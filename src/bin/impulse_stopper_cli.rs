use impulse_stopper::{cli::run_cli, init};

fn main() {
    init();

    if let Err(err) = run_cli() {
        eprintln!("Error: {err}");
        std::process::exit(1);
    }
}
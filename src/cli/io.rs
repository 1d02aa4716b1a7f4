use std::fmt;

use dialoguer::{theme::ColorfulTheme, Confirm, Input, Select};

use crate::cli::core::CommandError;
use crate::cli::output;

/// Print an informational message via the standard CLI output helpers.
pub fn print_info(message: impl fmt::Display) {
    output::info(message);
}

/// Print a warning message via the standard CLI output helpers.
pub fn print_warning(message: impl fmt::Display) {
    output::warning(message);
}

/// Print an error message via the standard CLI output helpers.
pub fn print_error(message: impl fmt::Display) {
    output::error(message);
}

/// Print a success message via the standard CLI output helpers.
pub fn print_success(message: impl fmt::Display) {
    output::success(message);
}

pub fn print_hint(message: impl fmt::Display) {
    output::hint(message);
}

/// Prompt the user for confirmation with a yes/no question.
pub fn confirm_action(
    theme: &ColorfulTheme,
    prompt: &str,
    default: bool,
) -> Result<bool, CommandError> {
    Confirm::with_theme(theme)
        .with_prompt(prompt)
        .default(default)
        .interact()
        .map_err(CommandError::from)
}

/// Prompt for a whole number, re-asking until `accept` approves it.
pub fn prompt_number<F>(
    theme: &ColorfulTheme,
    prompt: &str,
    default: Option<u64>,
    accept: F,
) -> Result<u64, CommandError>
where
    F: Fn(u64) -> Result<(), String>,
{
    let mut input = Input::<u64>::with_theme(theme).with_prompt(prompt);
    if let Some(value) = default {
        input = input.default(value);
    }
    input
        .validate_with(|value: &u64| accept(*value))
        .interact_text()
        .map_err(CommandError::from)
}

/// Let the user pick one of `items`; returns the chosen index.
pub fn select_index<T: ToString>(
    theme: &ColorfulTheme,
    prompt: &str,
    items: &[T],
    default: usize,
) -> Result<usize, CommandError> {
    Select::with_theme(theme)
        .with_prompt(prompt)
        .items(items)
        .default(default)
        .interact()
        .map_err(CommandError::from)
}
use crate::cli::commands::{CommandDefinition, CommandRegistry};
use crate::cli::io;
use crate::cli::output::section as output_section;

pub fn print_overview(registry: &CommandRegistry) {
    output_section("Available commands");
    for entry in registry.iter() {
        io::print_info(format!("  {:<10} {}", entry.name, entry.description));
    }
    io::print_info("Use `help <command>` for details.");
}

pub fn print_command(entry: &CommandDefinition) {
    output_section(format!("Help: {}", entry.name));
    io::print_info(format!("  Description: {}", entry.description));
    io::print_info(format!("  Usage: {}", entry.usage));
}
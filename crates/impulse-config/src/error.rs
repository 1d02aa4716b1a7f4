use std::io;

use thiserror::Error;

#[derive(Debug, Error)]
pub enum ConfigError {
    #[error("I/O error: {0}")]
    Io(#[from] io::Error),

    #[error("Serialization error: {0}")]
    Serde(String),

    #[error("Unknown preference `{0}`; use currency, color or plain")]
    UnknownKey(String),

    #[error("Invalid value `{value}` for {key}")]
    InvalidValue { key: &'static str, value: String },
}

* * *

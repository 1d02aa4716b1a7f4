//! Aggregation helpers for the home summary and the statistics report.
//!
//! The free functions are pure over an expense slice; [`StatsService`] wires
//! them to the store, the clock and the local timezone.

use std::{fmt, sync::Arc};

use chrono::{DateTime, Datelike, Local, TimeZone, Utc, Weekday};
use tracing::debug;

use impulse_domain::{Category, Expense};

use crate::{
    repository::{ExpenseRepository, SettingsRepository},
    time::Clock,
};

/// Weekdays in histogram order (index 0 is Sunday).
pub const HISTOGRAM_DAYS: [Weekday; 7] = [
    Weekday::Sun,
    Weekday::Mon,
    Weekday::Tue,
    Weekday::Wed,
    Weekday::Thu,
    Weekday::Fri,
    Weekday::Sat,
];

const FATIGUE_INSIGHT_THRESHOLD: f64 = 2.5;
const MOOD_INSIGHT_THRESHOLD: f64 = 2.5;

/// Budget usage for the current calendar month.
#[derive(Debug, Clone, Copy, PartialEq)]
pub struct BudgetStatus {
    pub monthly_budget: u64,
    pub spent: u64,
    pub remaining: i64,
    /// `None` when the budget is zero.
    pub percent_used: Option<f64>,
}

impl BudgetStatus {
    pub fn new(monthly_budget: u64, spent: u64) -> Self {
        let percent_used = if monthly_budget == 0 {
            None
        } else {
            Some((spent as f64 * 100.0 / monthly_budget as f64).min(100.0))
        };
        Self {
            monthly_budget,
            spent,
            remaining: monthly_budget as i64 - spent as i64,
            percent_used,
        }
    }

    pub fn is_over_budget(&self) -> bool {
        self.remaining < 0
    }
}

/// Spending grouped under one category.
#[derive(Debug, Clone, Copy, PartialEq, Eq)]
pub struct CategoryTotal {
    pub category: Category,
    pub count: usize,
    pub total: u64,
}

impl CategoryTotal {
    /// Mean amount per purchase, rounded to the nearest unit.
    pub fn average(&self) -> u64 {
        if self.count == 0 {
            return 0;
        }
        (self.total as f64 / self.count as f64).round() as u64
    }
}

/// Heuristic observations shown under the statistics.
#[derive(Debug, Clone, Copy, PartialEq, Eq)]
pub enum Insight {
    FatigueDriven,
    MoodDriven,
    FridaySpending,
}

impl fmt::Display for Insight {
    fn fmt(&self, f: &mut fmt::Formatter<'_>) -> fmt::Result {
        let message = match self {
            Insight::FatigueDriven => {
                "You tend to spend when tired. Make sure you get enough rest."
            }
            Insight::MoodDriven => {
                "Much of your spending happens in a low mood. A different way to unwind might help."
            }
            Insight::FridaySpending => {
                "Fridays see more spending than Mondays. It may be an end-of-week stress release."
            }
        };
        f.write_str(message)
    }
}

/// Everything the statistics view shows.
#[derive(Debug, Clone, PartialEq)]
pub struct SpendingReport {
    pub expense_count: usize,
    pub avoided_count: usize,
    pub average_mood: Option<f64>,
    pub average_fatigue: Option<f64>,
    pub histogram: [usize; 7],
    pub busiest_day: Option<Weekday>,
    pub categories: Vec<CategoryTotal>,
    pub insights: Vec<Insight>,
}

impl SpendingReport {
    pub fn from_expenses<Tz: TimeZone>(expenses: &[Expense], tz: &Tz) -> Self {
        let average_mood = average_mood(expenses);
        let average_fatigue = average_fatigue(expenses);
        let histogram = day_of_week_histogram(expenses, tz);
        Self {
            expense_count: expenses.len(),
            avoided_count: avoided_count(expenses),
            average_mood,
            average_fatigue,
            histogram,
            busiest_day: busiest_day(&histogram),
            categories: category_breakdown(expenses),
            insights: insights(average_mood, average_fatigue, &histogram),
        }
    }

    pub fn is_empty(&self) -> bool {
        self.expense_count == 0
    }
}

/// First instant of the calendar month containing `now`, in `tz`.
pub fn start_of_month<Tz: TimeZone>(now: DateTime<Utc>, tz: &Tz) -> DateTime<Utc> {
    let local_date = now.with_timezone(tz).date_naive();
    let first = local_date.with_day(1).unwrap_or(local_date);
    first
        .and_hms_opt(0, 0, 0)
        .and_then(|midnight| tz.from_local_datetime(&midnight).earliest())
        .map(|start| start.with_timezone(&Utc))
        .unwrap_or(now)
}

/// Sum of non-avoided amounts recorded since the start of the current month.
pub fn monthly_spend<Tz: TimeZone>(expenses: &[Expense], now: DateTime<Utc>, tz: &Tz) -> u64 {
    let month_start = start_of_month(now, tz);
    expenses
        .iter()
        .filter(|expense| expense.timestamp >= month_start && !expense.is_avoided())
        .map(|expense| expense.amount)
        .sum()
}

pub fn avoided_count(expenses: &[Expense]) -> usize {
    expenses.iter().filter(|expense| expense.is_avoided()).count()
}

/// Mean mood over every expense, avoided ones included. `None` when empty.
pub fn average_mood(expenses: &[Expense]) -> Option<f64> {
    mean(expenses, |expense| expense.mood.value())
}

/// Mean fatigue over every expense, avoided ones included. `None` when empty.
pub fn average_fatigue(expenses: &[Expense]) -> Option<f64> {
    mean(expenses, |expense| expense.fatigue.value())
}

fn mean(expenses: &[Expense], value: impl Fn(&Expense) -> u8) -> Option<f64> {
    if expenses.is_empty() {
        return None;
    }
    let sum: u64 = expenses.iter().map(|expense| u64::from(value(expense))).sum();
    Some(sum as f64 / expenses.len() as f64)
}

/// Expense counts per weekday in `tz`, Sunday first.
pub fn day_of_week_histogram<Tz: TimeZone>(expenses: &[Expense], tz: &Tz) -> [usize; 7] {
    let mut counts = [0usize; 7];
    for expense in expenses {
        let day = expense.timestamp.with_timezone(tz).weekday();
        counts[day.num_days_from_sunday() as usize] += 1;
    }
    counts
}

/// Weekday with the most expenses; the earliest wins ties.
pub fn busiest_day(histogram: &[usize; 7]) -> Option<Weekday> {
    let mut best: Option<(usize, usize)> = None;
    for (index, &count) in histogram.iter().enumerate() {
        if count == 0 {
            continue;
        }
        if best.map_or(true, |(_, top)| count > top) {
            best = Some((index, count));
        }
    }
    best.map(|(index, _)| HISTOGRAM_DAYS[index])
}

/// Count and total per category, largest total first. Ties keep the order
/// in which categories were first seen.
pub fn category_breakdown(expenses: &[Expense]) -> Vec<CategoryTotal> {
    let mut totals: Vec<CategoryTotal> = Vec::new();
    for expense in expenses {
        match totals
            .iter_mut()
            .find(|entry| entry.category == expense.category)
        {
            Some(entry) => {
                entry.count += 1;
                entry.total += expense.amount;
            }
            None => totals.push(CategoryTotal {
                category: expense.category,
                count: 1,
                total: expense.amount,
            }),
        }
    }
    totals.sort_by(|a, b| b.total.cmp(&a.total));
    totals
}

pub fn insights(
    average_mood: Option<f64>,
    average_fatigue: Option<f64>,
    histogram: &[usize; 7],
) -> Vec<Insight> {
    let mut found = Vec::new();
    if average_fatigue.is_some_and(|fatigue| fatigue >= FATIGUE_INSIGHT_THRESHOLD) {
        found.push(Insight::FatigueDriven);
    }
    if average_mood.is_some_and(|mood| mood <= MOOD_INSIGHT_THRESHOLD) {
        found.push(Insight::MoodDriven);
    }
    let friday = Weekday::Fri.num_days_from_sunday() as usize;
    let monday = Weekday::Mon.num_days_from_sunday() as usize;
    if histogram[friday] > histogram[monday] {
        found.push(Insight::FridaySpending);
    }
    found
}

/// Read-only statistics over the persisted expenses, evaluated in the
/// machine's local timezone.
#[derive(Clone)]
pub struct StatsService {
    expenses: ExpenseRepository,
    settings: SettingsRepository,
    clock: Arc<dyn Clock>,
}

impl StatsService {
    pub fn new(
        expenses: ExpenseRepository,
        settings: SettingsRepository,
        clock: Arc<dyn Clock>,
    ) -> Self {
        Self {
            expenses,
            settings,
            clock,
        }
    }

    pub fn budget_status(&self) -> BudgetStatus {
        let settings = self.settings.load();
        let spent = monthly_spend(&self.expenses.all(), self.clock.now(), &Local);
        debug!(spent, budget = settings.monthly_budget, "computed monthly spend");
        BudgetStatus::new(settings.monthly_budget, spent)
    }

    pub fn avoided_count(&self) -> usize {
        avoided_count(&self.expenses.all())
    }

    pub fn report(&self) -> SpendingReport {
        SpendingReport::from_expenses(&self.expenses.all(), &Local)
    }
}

--- TASK GOAL ---
Go through the material and select each line with the string "filename" in it.

--- ANSWER BOX ---
filename src/bin/impulse_stopper_cli.rs
filename src/cli/io.rs
filename crates/impulse-config/src/error.rs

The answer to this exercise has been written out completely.